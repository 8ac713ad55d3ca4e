use std::env;
use std::str::FromStr;
use std::time::Duration;

use tallyboard_application::AnalyticsWindow;
use tallyboard_core::{AccessToken, AppError, AppResult};
use url::Url;

const DEFAULT_API_BASE_URL: &str = "http://127.0.0.1:8000/api";

/// Page rendered by one report run.
#[derive(Debug, Clone, Copy, PartialEq, Eq)]
pub enum ReportMode {
    Analytics,
    Financial,
    Rbac,
}

impl ReportMode {
    pub fn from_args(argument: Option<&str>) -> AppResult<Self> {
        match argument.map(str::trim) {
            None | Some("") | Some("analytics") => Ok(Self::Analytics),
            Some("financial") => Ok(Self::Financial),
            Some("rbac") => Ok(Self::Rbac),
            Some(other) => Err(AppError::Validation(format!(
                "unknown report '{other}', expected one of: analytics, financial, rbac"
            ))),
        }
    }

    pub fn as_str(self) -> &'static str {
        match self {
            Self::Analytics => "analytics",
            Self::Financial => "financial",
            Self::Rbac => "rbac",
        }
    }
}

#[derive(Debug, Clone)]
pub struct ReportConfig {
    pub api_base_url: Url,
    pub access_token: AccessToken,
    pub window: AnalyticsWindow,
    pub http_timeout: Duration,
}

impl ReportConfig {
    pub fn load() -> AppResult<Self> {
        Self::from_lookup(|name| env::var(name).ok())
    }

    pub fn from_lookup<F>(lookup: F) -> AppResult<Self>
    where
        F: Fn(&str) -> Option<String>,
    {
        let raw_base_url = lookup("TALLYBOARD_API_BASE_URL")
            .map(|value| value.trim().to_owned())
            .filter(|value| !value.is_empty())
            .unwrap_or_else(|| DEFAULT_API_BASE_URL.to_owned());
        let api_base_url = Url::parse(raw_base_url.trim_end_matches('/')).map_err(|error| {
            AppError::Validation(format!(
                "invalid TALLYBOARD_API_BASE_URL value '{raw_base_url}': {error}"
            ))
        })?;

        let raw_token = lookup("TALLYBOARD_ACCESS_TOKEN").ok_or_else(|| {
            AppError::Validation("TALLYBOARD_ACCESS_TOKEN is required".to_owned())
        })?;
        let access_token = AccessToken::new(raw_token).map_err(|_| {
            AppError::Validation("TALLYBOARD_ACCESS_TOKEN must not be empty".to_owned())
        })?;

        let months_back = parse_positive(&lookup, "TALLYBOARD_MONTHS_BACK", 12_u32)?;
        let days_back = parse_positive(&lookup, "TALLYBOARD_DAYS_BACK", 30_u32)?;
        let top_products_limit = parse_positive(&lookup, "TALLYBOARD_TOP_PRODUCTS", 5_usize)?;
        let timeout_secs = parse_positive(&lookup, "TALLYBOARD_HTTP_TIMEOUT_SECS", 15_u64)?;

        Ok(Self {
            api_base_url,
            access_token,
            window: AnalyticsWindow {
                months_back,
                days_back,
                top_products_limit,
            },
            http_timeout: Duration::from_secs(timeout_secs),
        })
    }
}

fn parse_positive<F, T>(lookup: &F, name: &str, default: T) -> AppResult<T>
where
    F: Fn(&str) -> Option<String>,
    T: FromStr + PartialEq + Default,
    T::Err: std::fmt::Display,
{
    let value = match lookup(name) {
        Some(raw) => raw.trim().parse::<T>().map_err(|error| {
            AppError::Validation(format!("invalid {name} value '{raw}': {error}"))
        })?,
        None => default,
    };

    if value == T::default() {
        return Err(AppError::Validation(format!(
            "{name} must be greater than zero"
        )));
    }

    Ok(value)
}

#[cfg(test)]
mod tests {
    use std::collections::HashMap;
    use std::time::Duration;

    use tallyboard_core::AppError;

    use super::{ReportConfig, ReportMode};

    fn lookup_from(pairs: &[(&str, &str)]) -> impl Fn(&str) -> Option<String> {
        let values: HashMap<String, String> = pairs
            .iter()
            .map(|(name, value)| ((*name).to_owned(), (*value).to_owned()))
            .collect();
        move |name| values.get(name).cloned()
    }

    #[test]
    fn defaults_apply_when_only_token_is_set() {
        let config = ReportConfig::from_lookup(lookup_from(&[("TALLYBOARD_ACCESS_TOKEN", "t0k")]));

        let Ok(config) = config else {
            panic!("config should load with defaults");
        };
        assert_eq!(config.api_base_url.as_str(), "http://127.0.0.1:8000/api");
        assert_eq!(config.access_token.as_str(), "t0k");
        assert_eq!(config.window.months_back, 12);
        assert_eq!(config.window.days_back, 30);
        assert_eq!(config.window.top_products_limit, 5);
        assert_eq!(config.http_timeout, Duration::from_secs(15));
    }

    #[test]
    fn missing_token_is_rejected() {
        let result = ReportConfig::from_lookup(lookup_from(&[]));

        assert!(matches!(
            result,
            Err(AppError::Validation(message)) if message.contains("TALLYBOARD_ACCESS_TOKEN")
        ));
    }

    #[test]
    fn zero_window_is_rejected() {
        let result = ReportConfig::from_lookup(lookup_from(&[
            ("TALLYBOARD_ACCESS_TOKEN", "t0k"),
            ("TALLYBOARD_MONTHS_BACK", "0"),
        ]));

        assert!(matches!(
            result,
            Err(AppError::Validation(message)) if message.contains("TALLYBOARD_MONTHS_BACK")
        ));
    }

    #[test]
    fn malformed_number_names_the_variable() {
        let result = ReportConfig::from_lookup(lookup_from(&[
            ("TALLYBOARD_ACCESS_TOKEN", "t0k"),
            ("TALLYBOARD_DAYS_BACK", "thirty"),
        ]));

        assert!(matches!(
            result,
            Err(AppError::Validation(message)) if message.contains("TALLYBOARD_DAYS_BACK")
        ));
    }

    #[test]
    fn invalid_base_url_is_rejected() {
        let result = ReportConfig::from_lookup(lookup_from(&[
            ("TALLYBOARD_ACCESS_TOKEN", "t0k"),
            ("TALLYBOARD_API_BASE_URL", "not a url"),
        ]));

        assert!(matches!(result, Err(AppError::Validation(_))));
    }

    #[test]
    fn report_mode_defaults_to_analytics() {
        assert_eq!(ReportMode::from_args(None).ok(), Some(ReportMode::Analytics));
        assert_eq!(
            ReportMode::from_args(Some("rbac")).ok(),
            Some(ReportMode::Rbac)
        );
        assert!(ReportMode::from_args(Some("payroll")).is_err());
    }
}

※ ※ ※

Print each record from the listing above exactly as it was given.

WRITTEN SOLUTION -
repository 8ac713ad55d3ca4e
use std::env;
use std::str::FromStr;
use std::time::Duration;

use tallyboard_application::AnalyticsWindow;
use tallyboard_core::{AccessToken, AppError, AppResult};
use url::Url;

const DEFAULT_API_BASE_URL: &str = "http://127.0.0.1:8000/api";

/// Page rendered by one report run.
#[derive(Debug, Clone, Copy, PartialEq, Eq)]
pub enum ReportMode {
    Analytics,
    Financial,
    Rbac,
}

impl ReportMode {
    pub fn from_args(argument: Option<&str>) -> AppResult<Self> {
        match argument.map(str::trim) {
            None | Some("") | Some("analytics") => Ok(Self::Analytics),
            Some("financial") => Ok(Self::Financial),
            Some("rbac") => Ok(Self::Rbac),
            Some(other) => Err(AppError::Validation(format!(
                "unknown report '{other}', expected one of: analytics, financial, rbac"
            ))),
        }
    }

    pub fn as_str(self) -> &'static str {
        match self {
            Self::Analytics => "analytics",
            Self::Financial => "financial",
            Self::Rbac => "rbac",
        }
    }
}

#[derive(Debug, Clone)]
pub struct ReportConfig {
    pub api_base_url: Url,
    pub access_token: AccessToken,
    pub window: AnalyticsWindow,
    pub http_timeout: Duration,
}

impl ReportConfig {
    pub fn load() -> AppResult<Self> {
        Self::from_lookup(|name| env::var(name).ok())
    }

    pub fn from_lookup<F>(lookup: F) -> AppResult<Self>
    where
        F: Fn(&str) -> Option<String>,
    {
        let raw_base_url = lookup("TALLYBOARD_API_BASE_URL")
            .map(|value| value.trim().to_owned())
            .filter(|value| !value.is_empty())
            .unwrap_or_else(|| DEFAULT_API_BASE_URL.to_owned());
        let api_base_url = Url::parse(raw_base_url.trim_end_matches('/')).map_err(|error| {
            AppError::Validation(format!(
                "invalid TALLYBOARD_API_BASE_URL value '{raw_base_url}': {error}"
            ))
        })?;

        let raw_token = lookup("TALLYBOARD_ACCESS_TOKEN").ok_or_else(|| {
            AppError::Validation("TALLYBOARD_ACCESS_TOKEN is required".to_owned())
        })?;
        let access_token = AccessToken::new(raw_token).map_err(|_| {
            AppError::Validation("TALLYBOARD_ACCESS_TOKEN must not be empty".to_owned())
        })?;

        let months_back = parse_positive(&lookup, "TALLYBOARD_MONTHS_BACK", 12_u32)?;
        let days_back = parse_positive(&lookup, "TALLYBOARD_DAYS_BACK", 30_u32)?;
        let top_products_limit = parse_positive(&lookup, "TALLYBOARD_TOP_PRODUCTS", 5_usize)?;
        let timeout_secs = parse_positive(&lookup, "TALLYBOARD_HTTP_TIMEOUT_SECS", 15_u64)?;

        Ok(Self {
            api_base_url,
            access_token,
            window: AnalyticsWindow {
                months_back,
                days_back,
                top_products_limit,
            },
            http_timeout: Duration::from_secs(timeout_secs),
        })
    }
}

fn parse_positive<F, T>(lookup: &F, name: &str, default: T) -> AppResult<T>
where
    F: Fn(&str) -> Option<String>,
    T: FromStr + PartialEq + Default,
    T::Err: std::fmt::Display,
{
    let value = match lookup(name) {
        Some(raw) => raw.trim().parse::<T>().map_err(|error| {
            AppError::Validation(format!("invalid {name} value '{raw}': {error}"))
        })?,
        None => default,
    };

    if value == T::default() {
        return Err(AppError::Validation(format!(
            "{name} must be greater than zero"
        )));
    }

    Ok(value)
}

#[cfg(test)]
mod tests {
    use std::collections::HashMap;
    use std::time::Duration;

    use tallyboard_core::AppError;

    use super::{ReportConfig, ReportMode};

    fn lookup_from(pairs: &[(&str, &str)]) -> impl Fn(&str) -> Option<String> {
        let values: HashMap<String, String> = pairs
            .iter()
            .map(|(name, value)| ((*name).to_owned(), (*value).to_owned()))
            .collect();
        move |name| values.get(name).cloned()
    }

    #[test]
    fn defaults_apply_when_only_token_is_set() {
        let config = ReportConfig::from_lookup(lookup_from(&[("TALLYBOARD_ACCESS_TOKEN", "t0k")]));

        let Ok(config) = config else {
            panic!("config should load with defaults");
        };
        assert_eq!(config.api_base_url.as_str(), "http://127.0.0.1:8000/api");
        assert_eq!(config.access_token.as_str(), "t0k");
        assert_eq!(config.window.months_back, 12);
        assert_eq!(config.window.days_back, 30);
        assert_eq!(config.window.top_products_limit, 5);
        assert_eq!(config.http_timeout, Duration::from_secs(15));
    }

    #[test]
    fn missing_token_is_rejected() {
        let result = ReportConfig::from_lookup(lookup_from(&[]));

        assert!(matches!(
            result,
            Err(AppError::Validation(message)) if message.contains("TALLYBOARD_ACCESS_TOKEN")
        ));
    }

    #[test]
    fn zero_window_is_rejected() {
        let result = ReportConfig::from_lookup(lookup_from(&[
            ("TALLYBOARD_ACCESS_TOKEN", "t0k"),
            ("TALLYBOARD_MONTHS_BACK", "0"),
        ]));

        assert!(matches!(
            result,
            Err(AppError::Validation(message)) if message.contains("TALLYBOARD_MONTHS_BACK")
        ));
    }

    #[test]
    fn malformed_number_names_the_variable() {
        let result = ReportConfig::from_lookup(lookup_from(&[
            ("TALLYBOARD_ACCESS_TOKEN", "t0k"),
            ("TALLYBOARD_DAYS_BACK", "thirty"),
        ]));

        assert!(matches!(
            result,
            Err(AppError::Validation(message)) if message.contains("TALLYBOARD_DAYS_BACK")
        ));
    }

    #[test]
    fn invalid_base_url_is_rejected() {
        let result = ReportConfig::from_lookup(lookup_from(&[
            ("TALLYBOARD_ACCESS_TOKEN", "t0k"),
            ("TALLYBOARD_API_BASE_URL", "not a url"),
        ]));

        assert!(matches!(result, Err(AppError::Validation(_))));
    }

    #[test]
    fn report_mode_defaults_to_analytics() {
        assert_eq!(ReportMode::from_args(None).ok(), Some(ReportMode::Analytics));
        assert_eq!(
            ReportMode::from_args(Some("rbac")).ok(),
            Some(ReportMode::Rbac)
        );
        assert!(ReportMode::from_args(Some("payroll")).is_err());
    }
}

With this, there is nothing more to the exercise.